*Exercise directions*
All of the records shown below need to be copied with no differences.

*Data under study*
-=-=-
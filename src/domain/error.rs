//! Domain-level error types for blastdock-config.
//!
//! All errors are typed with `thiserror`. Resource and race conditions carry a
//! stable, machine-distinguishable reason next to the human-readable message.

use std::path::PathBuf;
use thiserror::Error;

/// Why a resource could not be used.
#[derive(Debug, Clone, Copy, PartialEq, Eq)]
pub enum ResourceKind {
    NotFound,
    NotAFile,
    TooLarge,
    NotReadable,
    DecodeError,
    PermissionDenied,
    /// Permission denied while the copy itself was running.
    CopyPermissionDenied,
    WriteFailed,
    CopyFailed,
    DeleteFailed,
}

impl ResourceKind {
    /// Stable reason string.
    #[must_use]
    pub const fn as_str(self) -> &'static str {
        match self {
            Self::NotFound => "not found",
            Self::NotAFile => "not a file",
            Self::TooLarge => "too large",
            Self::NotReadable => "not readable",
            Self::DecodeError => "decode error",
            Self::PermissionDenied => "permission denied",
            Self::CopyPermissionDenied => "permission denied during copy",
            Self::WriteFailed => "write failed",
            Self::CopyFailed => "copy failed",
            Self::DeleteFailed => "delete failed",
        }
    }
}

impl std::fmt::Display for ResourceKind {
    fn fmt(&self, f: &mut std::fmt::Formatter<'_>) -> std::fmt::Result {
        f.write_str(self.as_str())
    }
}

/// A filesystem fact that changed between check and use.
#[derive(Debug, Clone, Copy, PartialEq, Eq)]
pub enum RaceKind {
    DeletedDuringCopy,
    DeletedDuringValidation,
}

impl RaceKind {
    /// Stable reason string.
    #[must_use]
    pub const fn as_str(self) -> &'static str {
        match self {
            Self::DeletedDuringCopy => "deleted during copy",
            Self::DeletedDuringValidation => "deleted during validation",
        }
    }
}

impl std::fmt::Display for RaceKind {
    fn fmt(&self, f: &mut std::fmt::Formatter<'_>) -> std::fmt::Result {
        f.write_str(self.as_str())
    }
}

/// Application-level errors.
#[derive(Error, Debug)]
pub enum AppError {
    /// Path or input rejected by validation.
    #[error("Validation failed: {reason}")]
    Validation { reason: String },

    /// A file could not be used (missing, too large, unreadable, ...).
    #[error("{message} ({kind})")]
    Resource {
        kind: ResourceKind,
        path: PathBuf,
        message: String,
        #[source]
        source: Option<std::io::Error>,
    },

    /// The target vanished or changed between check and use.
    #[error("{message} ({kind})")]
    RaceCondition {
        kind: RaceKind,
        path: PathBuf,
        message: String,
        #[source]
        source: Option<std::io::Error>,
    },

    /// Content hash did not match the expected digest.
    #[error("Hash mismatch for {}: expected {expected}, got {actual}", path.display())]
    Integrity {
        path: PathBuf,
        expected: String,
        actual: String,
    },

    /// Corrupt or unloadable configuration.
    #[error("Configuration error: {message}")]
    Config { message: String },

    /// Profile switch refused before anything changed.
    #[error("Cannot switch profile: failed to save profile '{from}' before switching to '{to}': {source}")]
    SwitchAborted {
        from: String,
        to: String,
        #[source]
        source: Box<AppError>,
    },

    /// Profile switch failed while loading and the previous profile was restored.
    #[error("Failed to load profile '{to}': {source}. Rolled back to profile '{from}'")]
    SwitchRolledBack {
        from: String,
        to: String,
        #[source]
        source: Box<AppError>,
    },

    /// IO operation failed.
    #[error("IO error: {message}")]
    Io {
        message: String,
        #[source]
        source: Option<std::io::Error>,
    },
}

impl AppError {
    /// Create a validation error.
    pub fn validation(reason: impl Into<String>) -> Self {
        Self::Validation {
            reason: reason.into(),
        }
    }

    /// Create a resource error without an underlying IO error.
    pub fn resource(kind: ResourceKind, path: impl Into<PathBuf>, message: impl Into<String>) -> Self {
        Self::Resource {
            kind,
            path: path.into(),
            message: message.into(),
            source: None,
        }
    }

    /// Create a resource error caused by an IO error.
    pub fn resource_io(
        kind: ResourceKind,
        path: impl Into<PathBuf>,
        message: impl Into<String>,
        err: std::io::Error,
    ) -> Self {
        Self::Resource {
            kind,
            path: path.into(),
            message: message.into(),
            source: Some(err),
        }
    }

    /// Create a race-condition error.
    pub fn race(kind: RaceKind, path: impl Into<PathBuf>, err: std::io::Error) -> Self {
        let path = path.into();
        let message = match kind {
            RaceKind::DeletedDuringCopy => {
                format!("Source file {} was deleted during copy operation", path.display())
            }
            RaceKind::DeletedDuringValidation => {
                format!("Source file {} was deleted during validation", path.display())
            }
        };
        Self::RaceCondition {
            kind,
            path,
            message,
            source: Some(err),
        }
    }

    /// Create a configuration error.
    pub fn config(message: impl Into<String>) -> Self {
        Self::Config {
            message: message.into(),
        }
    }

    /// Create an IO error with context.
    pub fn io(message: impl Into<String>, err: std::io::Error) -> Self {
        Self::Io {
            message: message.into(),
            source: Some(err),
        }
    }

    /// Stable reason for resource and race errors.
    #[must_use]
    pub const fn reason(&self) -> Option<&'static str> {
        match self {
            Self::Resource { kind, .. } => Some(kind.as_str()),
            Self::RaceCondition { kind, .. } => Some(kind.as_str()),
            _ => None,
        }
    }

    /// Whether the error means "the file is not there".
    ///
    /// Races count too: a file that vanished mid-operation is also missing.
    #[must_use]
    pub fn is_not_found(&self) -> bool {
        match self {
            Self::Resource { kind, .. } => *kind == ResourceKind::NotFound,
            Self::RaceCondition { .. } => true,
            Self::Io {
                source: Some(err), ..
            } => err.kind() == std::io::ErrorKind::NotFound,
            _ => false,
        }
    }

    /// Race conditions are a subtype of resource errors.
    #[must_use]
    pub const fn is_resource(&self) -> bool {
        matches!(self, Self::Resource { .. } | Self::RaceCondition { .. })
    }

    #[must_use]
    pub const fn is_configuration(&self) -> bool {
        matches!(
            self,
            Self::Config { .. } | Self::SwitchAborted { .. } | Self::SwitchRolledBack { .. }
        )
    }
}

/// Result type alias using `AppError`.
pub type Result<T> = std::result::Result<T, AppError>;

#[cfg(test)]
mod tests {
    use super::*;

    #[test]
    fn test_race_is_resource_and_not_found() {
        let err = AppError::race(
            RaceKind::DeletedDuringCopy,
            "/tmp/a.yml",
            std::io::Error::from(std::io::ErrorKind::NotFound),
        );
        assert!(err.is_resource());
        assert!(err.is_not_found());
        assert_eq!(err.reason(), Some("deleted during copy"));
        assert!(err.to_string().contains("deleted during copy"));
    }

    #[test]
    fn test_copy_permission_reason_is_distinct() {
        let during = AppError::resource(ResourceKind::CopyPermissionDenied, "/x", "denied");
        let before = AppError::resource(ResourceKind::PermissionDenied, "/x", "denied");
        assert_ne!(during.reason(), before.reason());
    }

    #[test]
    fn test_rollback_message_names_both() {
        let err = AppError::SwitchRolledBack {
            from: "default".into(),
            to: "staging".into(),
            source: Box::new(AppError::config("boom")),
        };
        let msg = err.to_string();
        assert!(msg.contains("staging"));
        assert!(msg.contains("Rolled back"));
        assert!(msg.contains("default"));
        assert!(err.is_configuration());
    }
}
-=-=-
*Solution to this exercise*
filename src/domain/error.rs
//! Domain-level error types for blastdock-config.
//!
//! All errors are typed with `thiserror`. Resource and race conditions carry a
//! stable, machine-distinguishable reason next to the human-readable message.

use std::path::PathBuf;
use thiserror::Error;

/// Why a resource could not be used.
#[derive(Debug, Clone, Copy, PartialEq, Eq)]
pub enum ResourceKind {
    NotFound,
    NotAFile,
    TooLarge,
    NotReadable,
    DecodeError,
    PermissionDenied,
    /// Permission denied while the copy itself was running.
    CopyPermissionDenied,
    WriteFailed,
    CopyFailed,
    DeleteFailed,
}

impl ResourceKind {
    /// Stable reason string.
    #[must_use]
    pub const fn as_str(self) -> &'static str {
        match self {
            Self::NotFound => "not found",
            Self::NotAFile => "not a file",
            Self::TooLarge => "too large",
            Self::NotReadable => "not readable",
            Self::DecodeError => "decode error",
            Self::PermissionDenied => "permission denied",
            Self::CopyPermissionDenied => "permission denied during copy",
            Self::WriteFailed => "write failed",
            Self::CopyFailed => "copy failed",
            Self::DeleteFailed => "delete failed",
        }
    }
}

impl std::fmt::Display for ResourceKind {
    fn fmt(&self, f: &mut std::fmt::Formatter<'_>) -> std::fmt::Result {
        f.write_str(self.as_str())
    }
}

/// A filesystem fact that changed between check and use.
#[derive(Debug, Clone, Copy, PartialEq, Eq)]
pub enum RaceKind {
    DeletedDuringCopy,
    DeletedDuringValidation,
}

impl RaceKind {
    /// Stable reason string.
    #[must_use]
    pub const fn as_str(self) -> &'static str {
        match self {
            Self::DeletedDuringCopy => "deleted during copy",
            Self::DeletedDuringValidation => "deleted during validation",
        }
    }
}

impl std::fmt::Display for RaceKind {
    fn fmt(&self, f: &mut std::fmt::Formatter<'_>) -> std::fmt::Result {
        f.write_str(self.as_str())
    }
}

/// Application-level errors.
#[derive(Error, Debug)]
pub enum AppError {
    /// Path or input rejected by validation.
    #[error("Validation failed: {reason}")]
    Validation { reason: String },

    /// A file could not be used (missing, too large, unreadable, ...).
    #[error("{message} ({kind})")]
    Resource {
        kind: ResourceKind,
        path: PathBuf,
        message: String,
        #[source]
        source: Option<std::io::Error>,
    },

    /// The target vanished or changed between check and use.
    #[error("{message} ({kind})")]
    RaceCondition {
        kind: RaceKind,
        path: PathBuf,
        message: String,
        #[source]
        source: Option<std::io::Error>,
    },

    /// Content hash did not match the expected digest.
    #[error("Hash mismatch for {}: expected {expected}, got {actual}", path.display())]
    Integrity {
        path: PathBuf,
        expected: String,
        actual: String,
    },

    /// Corrupt or unloadable configuration.
    #[error("Configuration error: {message}")]
    Config { message: String },

    /// Profile switch refused before anything changed.
    #[error("Cannot switch profile: failed to save profile '{from}' before switching to '{to}': {source}")]
    SwitchAborted {
        from: String,
        to: String,
        #[source]
        source: Box<AppError>,
    },

    /// Profile switch failed while loading and the previous profile was restored.
    #[error("Failed to load profile '{to}': {source}. Rolled back to profile '{from}'")]
    SwitchRolledBack {
        from: String,
        to: String,
        #[source]
        source: Box<AppError>,
    },

    /// IO operation failed.
    #[error("IO error: {message}")]
    Io {
        message: String,
        #[source]
        source: Option<std::io::Error>,
    },
}

impl AppError {
    /// Create a validation error.
    pub fn validation(reason: impl Into<String>) -> Self {
        Self::Validation {
            reason: reason.into(),
        }
    }

    /// Create a resource error without an underlying IO error.
    pub fn resource(kind: ResourceKind, path: impl Into<PathBuf>, message: impl Into<String>) -> Self {
        Self::Resource {
            kind,
            path: path.into(),
            message: message.into(),
            source: None,
        }
    }

    /// Create a resource error caused by an IO error.
    pub fn resource_io(
        kind: ResourceKind,
        path: impl Into<PathBuf>,
        message: impl Into<String>,
        err: std::io::Error,
    ) -> Self {
        Self::Resource {
            kind,
            path: path.into(),
            message: message.into(),
            source: Some(err),
        }
    }

    /// Create a race-condition error.
    pub fn race(kind: RaceKind, path: impl Into<PathBuf>, err: std::io::Error) -> Self {
        let path = path.into();
        let message = match kind {
            RaceKind::DeletedDuringCopy => {
                format!("Source file {} was deleted during copy operation", path.display())
            }
            RaceKind::DeletedDuringValidation => {
                format!("Source file {} was deleted during validation", path.display())
            }
        };
        Self::RaceCondition {
            kind,
            path,
            message,
            source: Some(err),
        }
    }

    /// Create a configuration error.
    pub fn config(message: impl Into<String>) -> Self {
        Self::Config {
            message: message.into(),
        }
    }

    /// Create an IO error with context.
    pub fn io(message: impl Into<String>, err: std::io::Error) -> Self {
        Self::Io {
            message: message.into(),
            source: Some(err),
        }
    }

    /// Stable reason for resource and race errors.
    #[must_use]
    pub const fn reason(&self) -> Option<&'static str> {
        match self {
            Self::Resource { kind, .. } => Some(kind.as_str()),
            Self::RaceCondition { kind, .. } => Some(kind.as_str()),
            _ => None,
        }
    }

    /// Whether the error means "the file is not there".
    ///
    /// Races count too: a file that vanished mid-operation is also missing.
    #[must_use]
    pub fn is_not_found(&self) -> bool {
        match self {
            Self::Resource { kind, .. } => *kind == ResourceKind::NotFound,
            Self::RaceCondition { .. } => true,
            Self::Io {
                source: Some(err), ..
            } => err.kind() == std::io::ErrorKind::NotFound,
            _ => false,
        }
    }

    /// Race conditions are a subtype of resource errors.
    #[must_use]
    pub const fn is_resource(&self) -> bool {
        matches!(self, Self::Resource { .. } | Self::RaceCondition { .. })
    }

    #[must_use]
    pub const fn is_configuration(&self) -> bool {
        matches!(
            self,
            Self::Config { .. } | Self::SwitchAborted { .. } | Self::SwitchRolledBack { .. }
        )
    }
}

/// Result type alias using `AppError`.
pub type Result<T> = std::result::Result<T, AppError>;

#[cfg(test)]
mod tests {
    use super::*;

    #[test]
    fn test_race_is_resource_and_not_found() {
        let err = AppError::race(
            RaceKind::DeletedDuringCopy,
            "/tmp/a.yml",
            std::io::Error::from(std::io::ErrorKind::NotFound),
        );
        assert!(err.is_resource());
        assert!(err.is_not_found());
        assert_eq!(err.reason(), Some("deleted during copy"));
        assert!(err.to_string().contains("deleted during copy"));
    }

    #[test]
    fn test_copy_permission_reason_is_distinct() {
        let during = AppError::resource(ResourceKind::CopyPermissionDenied, "/x", "denied");
        let before = AppError::resource(ResourceKind::PermissionDenied, "/x", "denied");
        assert_ne!(during.reason(), before.reason());
    }

    #[test]
    fn test_rollback_message_names_both() {
        let err = AppError::SwitchRolledBack {
            from: "default".into(),
            to: "staging".into(),
            source: Box::new(AppError::config("boom")),
        };
        let msg = err.to_string();
        assert!(msg.contains("staging"));
        assert!(msg.contains("Rolled back"));
        assert!(msg.contains("default"));
        assert!(err.is_configuration());
    }
}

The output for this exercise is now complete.